Le marquis considérait cet homme.

– De quel côté êtes-vous donc ? demanda le marquis ; êtes-vous républicain ? êtes-vous royaliste ?

– Je suis un pauvre.

– Ni royaliste, ni républicain ?

– Je ne crois pas.

– Êtes-vous pour ou contre le roi ?

– Je n’ai pas le temps de ça.

– Qu’est-ce que vous pensez de ce qui se passe ?

– Je n’ai pas de quoi vivre.

– Pourtant vous venez à mon secours.

– J’ai vu que vous étiez hors la loi. Qu’est-ce que c’est que cela, la loi ? On peut donc être dehors. Je ne comprends pas. Quant à moi, suis-je dans la loi ? suis-je hors la loi ? Je n’en sais rien. Mourir de faim, est-ce être dans la loi ?

– Depuis quand mourez-vous de faim ?

– Depuis toute ma vie.

– Et vous me sauvez ?

– Oui.

– Pourquoi ?

– Parce que j’ai dit : Voilà encore un plus pauvre que moi. J’ai le droit de respirer, lui ne l’a pas.
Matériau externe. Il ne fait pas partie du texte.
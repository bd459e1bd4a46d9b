//! Account keeper - address-keyed account storage
//!
//! The keeper holds no state of its own. Every call takes the store to act
//! on, which is the caller's transaction scope; the keeper never opens or
//! commits anything itself.

use acctreg_core::{
    AccountNumber, Address, IterOrder, RegistryConfig, RegistryError, RegistryResult,
    StateMutator, StateProvider,
};
use std::collections::BTreeMap;
use std::sync::Arc;
use tracing::{debug, info, warn};

use crate::account::{Account, AccountI, BaseAccount, ModuleAccount};
use crate::address::{AddressCodec, Bech32Codec};
use crate::codec::{AccountCodec, BincodeAccountCodec};
use crate::keys::{account_key_range, address_from_store_key, address_store_key, PARAMS_KEY};
use crate::params::Params;
use crate::query::QueryServer;
use crate::sequence::AccountNumberAllocator;

fn base_account_proto() -> Account {
    Account::Base(BaseAccount::default())
}

/// Account registry over a caller-supplied store
pub struct AccountKeeper<C: AccountCodec = BincodeAccountCodec> {
    codec: C,
    address_codec: Arc<dyn AddressCodec>,
    allocator: AccountNumberAllocator,
    proto: fn() -> Account,
    permissions: BTreeMap<String, Vec<String>>,
    bech32_prefix: String,
    default_page_limit: u64,
}

impl AccountKeeper<BincodeAccountCodec> {
    pub fn new(config: &RegistryConfig) -> RegistryResult<Self> {
        Self::with_codec(config, BincodeAccountCodec)
    }
}

impl<C: AccountCodec> AccountKeeper<C> {
    pub fn with_codec(config: &RegistryConfig, codec: C) -> RegistryResult<Self> {
        config.validate()?;

        Ok(Self {
            codec,
            address_codec: Arc::new(Bech32Codec::new(&config.bech32_prefix)),
            allocator: AccountNumberAllocator::new(config.account_number_base),
            proto: base_account_proto,
            permissions: config.module_permissions.clone(),
            bech32_prefix: config.bech32_prefix.clone(),
            default_page_limit: config.default_page_limit,
        })
    }

    /// Use `proto` to build the records handed out by `new_account_with_address`
    pub fn with_proto(mut self, proto: fn() -> Account) -> Self {
        self.proto = proto;
        self
    }

    /// Replace the address text codec
    pub fn with_address_codec(mut self, codec: Arc<dyn AddressCodec>) -> Self {
        self.address_codec = codec;
        self
    }

    pub fn address_codec(&self) -> &dyn AddressCodec {
        self.address_codec.as_ref()
    }

    pub fn bech32_prefix(&self) -> &str {
        &self.bech32_prefix
    }

    pub fn default_page_limit(&self) -> u64 {
        self.default_page_limit
    }

    pub fn allocator(&self) -> &AccountNumberAllocator {
        &self.allocator
    }

    /// Read-only query surface over this keeper
    pub fn query_server(&self) -> QueryServer<'_, C> {
        QueryServer::new(self)
    }

    // ============ Accounts ============

    /// Build an unsaved account for `address` with a fresh account number.
    ///
    /// Does not look for an existing record: persisting the result over an
    /// existing address replaces it. Call `has_account` first when that
    /// must not happen.
    pub fn new_account_with_address<S: StateMutator + ?Sized>(
        &self,
        ctx: &S,
        address: Address,
    ) -> RegistryResult<Account> {
        let mut account = (self.proto)();
        account.set_address(address)?;
        self.new_account(ctx, account)
    }

    /// Assign the next account number to `account`; does not persist it
    pub fn new_account<S: StateMutator + ?Sized>(
        &self,
        ctx: &S,
        mut account: Account,
    ) -> RegistryResult<Account> {
        let number = self.allocator.next(ctx)?;
        account.set_account_number(number)?;
        Ok(account)
    }

    /// Allocate an account number without building an account
    pub fn next_account_number<S: StateMutator + ?Sized>(
        &self,
        ctx: &S,
    ) -> RegistryResult<AccountNumber> {
        self.allocator.next(ctx)
    }

    pub fn has_account<S: StateProvider + ?Sized>(
        &self,
        ctx: &S,
        address: &Address,
    ) -> RegistryResult<bool> {
        ctx.exists(&address_store_key(address.as_bytes()))
    }

    /// Load the account at `address`.
    ///
    /// `Ok(None)` means no record exists. Bytes that exist but do not decode
    /// are reported as `StateCorruption`, never as absence.
    pub fn get_account<S: StateProvider + ?Sized>(
        &self,
        ctx: &S,
        address: &Address,
    ) -> RegistryResult<Option<Account>> {
        match ctx.get(&address_store_key(address.as_bytes()))? {
            Some(bytes) => Ok(Some(self.decode_account(address.as_bytes(), &bytes)?)),
            None => {
                debug!(%address, "account does not exist");
                Ok(None)
            }
        }
    }

    /// Every stored account in address order.
    ///
    /// Materializes the whole registry; prefer `iterate_accounts` or the
    /// paginated query on large stores.
    pub fn get_all_accounts<S: StateProvider + ?Sized>(
        &self,
        ctx: &S,
    ) -> RegistryResult<Vec<Account>> {
        let mut accounts = Vec::new();
        self.iterate_accounts(ctx, |account| {
            accounts.push(account);
            false
        })?;
        Ok(accounts)
    }

    /// Store `account` at its address, replacing any existing record
    pub fn set_account<S: StateMutator + ?Sized>(
        &self,
        ctx: &S,
        account: &Account,
    ) -> RegistryResult<()> {
        let address = account.address();
        Address::verify_format(address.as_bytes())?;

        let bytes = self.codec.marshal_account(account)?;
        ctx.set(&address_store_key(address.as_bytes()), &bytes)?;

        debug!(%address, account_number = account.account_number().0, "stored account");
        Ok(())
    }

    /// Delete the record of `account`.
    ///
    /// Anything that aggregates over accounts (supply totals, for one) stops
    /// adding up once a record is removed behind its back.
    pub fn remove_account<S: StateMutator + ?Sized>(
        &self,
        ctx: &S,
        account: &Account,
    ) -> RegistryResult<()> {
        let address = account.address();
        warn!(%address, account_number = account.account_number().0, "removing account");
        ctx.delete(&address_store_key(address.as_bytes()))
    }

    /// Visit accounts in ascending address order until `visit` returns true.
    ///
    /// The store iterator is dropped on every exit: exhaustion, early stop,
    /// a decode error, or a panic in `visit`.
    pub fn iterate_accounts<S, F>(&self, ctx: &S, mut visit: F) -> RegistryResult<()>
    where
        S: StateProvider + ?Sized,
        F: FnMut(Account) -> bool,
    {
        let (start, end) = account_key_range();
        let iter = ctx.iter_range(Some(start.as_slice()), end.as_deref(), IterOrder::Ascending)?;

        for item in iter {
            let (key, value) = item?;
            let address = address_from_store_key(&key).ok_or_else(|| {
                RegistryError::StateCorruption(format!(
                    "key 0x{} outside the account range",
                    hex::encode(&key)
                ))
            })?;
            let account = self.decode_account(address, &value)?;
            if visit(account) {
                break;
            }
        }
        Ok(())
    }

    /// Decode stored bytes found under `address`.
    ///
    /// Both a codec failure and a record whose address disagrees with its key
    /// mean the store is corrupt.
    pub fn decode_account(&self, address: &[u8], bytes: &[u8]) -> RegistryResult<Account> {
        let account = self.codec.unmarshal_account(bytes).map_err(|e| {
            RegistryError::StateCorruption(format!("account at 0x{}: {}", hex::encode(address), e))
        })?;

        if account.address().as_bytes() != address {
            return Err(RegistryError::StateCorruption(format!(
                "account at 0x{} records address {}",
                hex::encode(address),
                account.address()
            )));
        }
        Ok(account)
    }

    // ============ Module accounts ============

    /// Configured module names, sorted
    pub fn module_names(&self) -> impl Iterator<Item = &str> {
        self.permissions.keys().map(String::as_str)
    }

    pub fn module_permissions(&self, name: &str) -> Option<&[String]> {
        self.permissions.get(name).map(Vec::as_slice)
    }

    /// Address of a configured module account
    pub fn module_address(&self, name: &str) -> Option<Address> {
        self.permissions
            .contains_key(name)
            .then(|| acctreg_crypto::module_address(name))
    }

    /// Look up a module account without creating it.
    ///
    /// Unknown module names and missing records both yield `Ok(None)`.
    pub fn get_module_account<S: StateProvider + ?Sized>(
        &self,
        ctx: &S,
        name: &str,
    ) -> RegistryResult<Option<ModuleAccount>> {
        let Some(address) = self.module_address(name) else {
            return Ok(None);
        };

        match self.get_account(ctx, &address)? {
            None => Ok(None),
            Some(Account::Module(account)) => Ok(Some(account)),
            Some(Account::Base(_)) => Err(RegistryError::Internal(format!(
                "account is not a module account: {}",
                name
            ))),
        }
    }

    /// Look up a module account, creating and storing it when missing
    pub fn get_or_create_module_account<S: StateMutator + ?Sized>(
        &self,
        ctx: &S,
        name: &str,
    ) -> RegistryResult<ModuleAccount> {
        let permissions = self
            .permissions
            .get(name)
            .ok_or_else(|| RegistryError::ModuleNotFound(name.to_string()))?;

        if let Some(account) = self.get_module_account(ctx, name)? {
            return Ok(account);
        }

        let mut account = ModuleAccount::new(name, permissions.clone());
        account.set_account_number(self.allocator.next(ctx)?)?;
        self.set_account(ctx, &Account::Module(account.clone()))?;

        info!(module = name, account_number = account.account_number().0, "created module account");
        Ok(account)
    }

    // ============ Params ============

    /// Current params; defaults until some have been stored
    pub fn get_params<S: StateProvider + ?Sized>(&self, ctx: &S) -> RegistryResult<Params> {
        match ctx.get(PARAMS_KEY)? {
            Some(bytes) => Params::from_bytes(&bytes),
            None => Ok(Params::default()),
        }
    }

    pub fn set_params<S: StateMutator + ?Sized>(
        &self,
        ctx: &S,
        params: &Params,
    ) -> RegistryResult<()> {
        params.validate()?;
        ctx.set(PARAMS_KEY, &params.to_bytes()?)
    }
}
– C’est vrai. Et vous me sauvez ?

– Sans doute. Nous voilà frères, monseigneur. Je demande du pain, vous demandez la vie. Nous sommes deux mendiants.

– Mais savez-vous que ma tête est mise à prix ?

– Oui.

– Comment le savez-vous ?

– J’ai lu l’affiche.

– Vous savez lire ?

– Oui. Et écrire aussi. Pourquoi serais-je une brute ?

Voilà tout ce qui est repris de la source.